18 de outubro de 2010

Livro, José Luís Peixoto


Livro
2010

Autor: José Luís Peixoto
Editora: Quetzal
Páginas: 264
ISBN: 978-972-564-899-5

“(...) sinto, à partida, que um romance, por natureza, não deve ambicionar ser o óbvio que se espera dele. Sinto que este romance é a muitos títulos bastante ambicioso, mas também os anteriores, à sua medida, o eram. Essa ambição é que faz mover o mundo, é que fez os portugueses fazerem aquela viagem, é que faz com que se vá para além do que é expectável.”

                        JLP em entrevista para a revista Ler
No seu mais recente romance, cujo título é simultaneamente o nome do narrador personagem, José Luís desprende-se do registo surreal de Nenhum Olhar e Uma Casa na Escuridão. O romance divide-se em duas partes, apresentando a primeira uma perspectiva realista, que se foca no tema da emigração portuguesa, enquanto que a segunda é de natureza experimental, bastante diferente em termos de tom e estrutura, transformando a percepção que o leitor tem do livro.
  “O Ilídio continuava a rir-se. Então, houve um momento em que ficaram parados. O sorriso de um crescia e puxava o sorriso do outro, que também crescia. Era como se fosse o sol, um sol, que crescesse e essa luz os iluminasse de novo com os seus próprios nomes, com Ilídio e com Josué, e assim voltassem a ser o melhor de tudo o que tinham sido quando estavam juntos, criança e homem, rapaz e homem, homem e homem. Apagava-se a despedida, a falta dissolvia-se.”
Livro evidencia uma maior destreza narrativa por parte do autor, que alterna entre a ruralidade portuguesa e o ambiente urbano de Paris, contraste estabelecido não só em termos da diferença de costumes, mas também a nível de linguagem, ora nos brindando com expressões populares, ora introduzindo alguns dos estrangeirismos originados pela mistura de culturas, aspecto que considera ser uma marca importante da história de um povo.
Apesar da referida predominância do realismo, Peixoto recorre pontualmente ao fantástico, como na inclusão de uma mulher-lobo na viagem dos emigrantes, uma simbólica representação do aproveitamento de que são alvo por parte dos passadores.
“Ao fixar o reflexo dos meus olhos no espelho, já me pareceu muitas vezes que está outra pessoa dentro deles. Observa-me, julga-me, mas não tem voz para se exprimir. Será talvez eu com outra idade, criança ou velho: inocente, magoado por me ver a destruir todos os seus sonhos; ou amargo, a culpar-me pela construção lenta dos seus ressentimentos. Seria melhor se tivesse palavras para dizer-me, mas não. Só aquele olhar lhe pertence. É lá que estou prisioneiro.”
A segunda parte marca uma mudança drástica relativamente à primeira, dado que José Luís procura fazer com que o romance fale de forma directa com o leitor, assim como atingir, dentro do possível, uma condensação de várias tradições literárias. Mas, se esses objectivos são atingidos, a extensão desta secção experimental acaba por desviar a atenção das principais ideias que povoam a parte que a antecede. Tal não é, no entanto, suficiente para manchar a excelência atingida nas primeiras 204 páginas.
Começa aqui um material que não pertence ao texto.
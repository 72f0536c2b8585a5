//! Condition watcher.
//!
//! Starts a long-lived `get --watch` on one resource, printing the status of
//! a single condition on every change. The first line matching the expected
//! status ends the watch. Stopping the watch process after a match is a
//! normal outcome, not a cancellation.

use std::sync::atomic::{AtomicBool, Ordering};
use std::time::Duration;

use serde::Serialize;
use tokio_util::sync::CancellationToken;
use tracing::{debug, info, warn};

use crate::config::{Condition, WaitConfig};
use crate::error::{KubeEnsureError, ProcessError, Result, WatchError};
use crate::kubectl::KubectlClient;
use crate::process::{ExecutionRequest, LineSink};

/// How a watch ended.
#[derive(Debug, Clone, Copy, PartialEq, Eq, Serialize)]
#[serde(rename_all = "snake_case", tag = "outcome")]
pub enum WatchOutcome {
    /// The expected status was observed.
    Matched,
    /// The caller cancelled, or the timeout expired, before a match.
    Cancelled,
    /// The watch process exited before a match.
    Failed {
        /// Exit code of the watch process.
        exit_code: Option<i32>,
    },
}

impl WatchOutcome {
    /// Converts the outcome into a result for the given wait.
    ///
    /// # Errors
    ///
    /// Returns [`WatchError::CancelledBeforeMatch`] or
    /// [`WatchError::ConditionNotReached`] unless the condition matched.
    pub fn into_result(self, wait: &WaitConfig) -> Result<()> {
        let condition = wait.condition.condition_type.clone();
        let expected = wait.condition.expected_status.clone();
        let resource = wait.display_name();

        match self {
            Self::Matched => Ok(()),
            Self::Cancelled => Err(WatchError::CancelledBeforeMatch {
                condition,
                expected,
                resource,
            }
            .into()),
            Self::Failed { exit_code } => Err(WatchError::ConditionNotReached {
                condition,
                expected,
                resource,
                exit_code,
            }
            .into()),
        }
    }
}

/// Outcome of one configured wait, for reporting.
#[derive(Debug, Clone, Serialize)]
pub struct WaitReport {
    /// Human-readable description of the wait.
    pub wait: String,
    /// How the watch ended.
    #[serde(flatten)]
    pub outcome: WatchOutcome,
}

impl WaitReport {
    /// Creates a report for a wait.
    #[must_use]
    pub fn new(wait: &WaitConfig, outcome: WatchOutcome) -> Self {
        Self {
            wait: wait.describe(),
            outcome,
        }
    }
}

/// Builds the jsonpath expression selecting a condition's status.
///
/// The condition type is written as a JSON string literal so quotes in it
/// cannot end the filter early.
#[must_use]
pub fn condition_query(condition_type: &str) -> String {
    let literal = serde_json::to_string(condition_type)
        .unwrap_or_else(|_| format!("\"{condition_type}\""));
    format!("jsonpath={{.status.conditions[?(@.type=={literal})].status}}\\n")
}

/// Watches resource conditions through the external tool.
#[derive(Debug, Clone)]
pub struct ConditionWatcher<'a> {
    client: &'a KubectlClient,
}

/// Compares each status line with the expected status and stops the watch
/// on the first match.
struct MatchSink<'s> {
    condition: &'s Condition,
    matched: &'s AtomicBool,
    stop: &'s CancellationToken,
}

impl LineSink for MatchSink<'_> {
    fn stdout(&mut self, line: &str) {
        debug!("{}: {line}", self.condition.condition_type);
        if !self.matched.load(Ordering::SeqCst) && self.condition.matches(line) {
            self.matched.store(true, Ordering::SeqCst);
            self.stop.cancel();
        }
    }

    fn stderr(&mut self, line: &str) {
        warn!("{line}");
    }
}

impl<'a> ConditionWatcher<'a> {
    /// Creates a watcher using the given client.
    #[must_use]
    pub const fn new(client: &'a KubectlClient) -> Self {
        Self { client }
    }

    /// Builds the watch invocation for a wait.
    #[must_use]
    pub fn watch_request(&self, wait: &WaitConfig) -> ExecutionRequest {
        self.client
            .request()
            .arg("get")
            .args(&wait.add_args)
            .arg("--watch")
            .arg("--output")
            .arg(condition_query(&wait.condition.condition_type))
            .arg("--namespace")
            .arg(&wait.namespace)
            .arg(&wait.resource_type)
            .arg(&wait.name)
    }

    /// Watches until the condition matches, the process exits, or `cancel`
    /// (or the wait's timeout) fires.
    ///
    /// # Errors
    ///
    /// Returns an error only if the watch cannot be started; every way the
    /// watch itself can end is a [`WatchOutcome`].
    pub async fn watch(&self, wait: &WaitConfig, cancel: &CancellationToken) -> Result<WatchOutcome> {
        info!("{}", wait.describe());

        let deadline = cancel.child_token();
        let stop = deadline.child_token();
        let timer = wait.timeout_secs.map(|secs| {
            let deadline = deadline.clone();
            tokio::spawn(async move {
                tokio::time::sleep(Duration::from_secs(secs)).await;
                debug!("Watch timed out after {secs}s");
                deadline.cancel();
            })
        });

        let matched = AtomicBool::new(false);
        let mut sink = MatchSink {
            condition: &wait.condition,
            matched: &matched,
            stop: &stop,
        };
        let accepts = |_exit_code: Option<i32>| matched.load(Ordering::SeqCst);

        let request = self.watch_request(wait);
        let result = self
            .client
            .runner()
            .run(&request, &mut sink, &stop, Some(&accepts))
            .await;

        if let Some(timer) = timer {
            timer.abort();
        }

        let outcome = match result {
            Ok(_) if matched.load(Ordering::SeqCst) => WatchOutcome::Matched,
            Ok(completion) => WatchOutcome::Failed {
                exit_code: completion.exit_code,
            },
            Err(KubeEnsureError::Process(ProcessError::Cancelled { .. })) => WatchOutcome::Cancelled,
            Err(KubeEnsureError::Process(ProcessError::ExecutionFailed { exit_code, .. })) => {
                WatchOutcome::Failed { exit_code }
            }
            Err(e) => return Err(e),
        };

        debug!("Watch ended: {outcome:?}");
        Ok(outcome)
    }

    /// Watches and converts the outcome into a result.
    ///
    /// # Errors
    ///
    /// Returns an error unless the condition matched.
    pub async fn await_condition(&self, wait: &WaitConfig, cancel: &CancellationToken) -> Result<()> {
        self.watch(wait, cancel).await?.into_result(wait)
    }
}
Diz Miguel Real no Jornal de Letras que, “com Livro, se inicia a maturidade literária de um grande escritor”. Eu diria que se denota uma maior confiança e ponderação, mas também me parece que com este romance se desvanece, em grande parte, a magia que envolvia os seus primeiros trabalhos. Um José Luís Peixoto diferente é certo, mas que sem dúvida vale a pena conhecer.
  “Prefiro ignorar aquilo que toda a gente está a ler. Para o bem e para o mal, tenho tempo. Acalento a imagem de leitor solitário, único leitor de páginas que as multidões já esqueceram. Concedo-me o direito de fruir as minhas ilusões, se for por consciência, não é por ingenuidade.”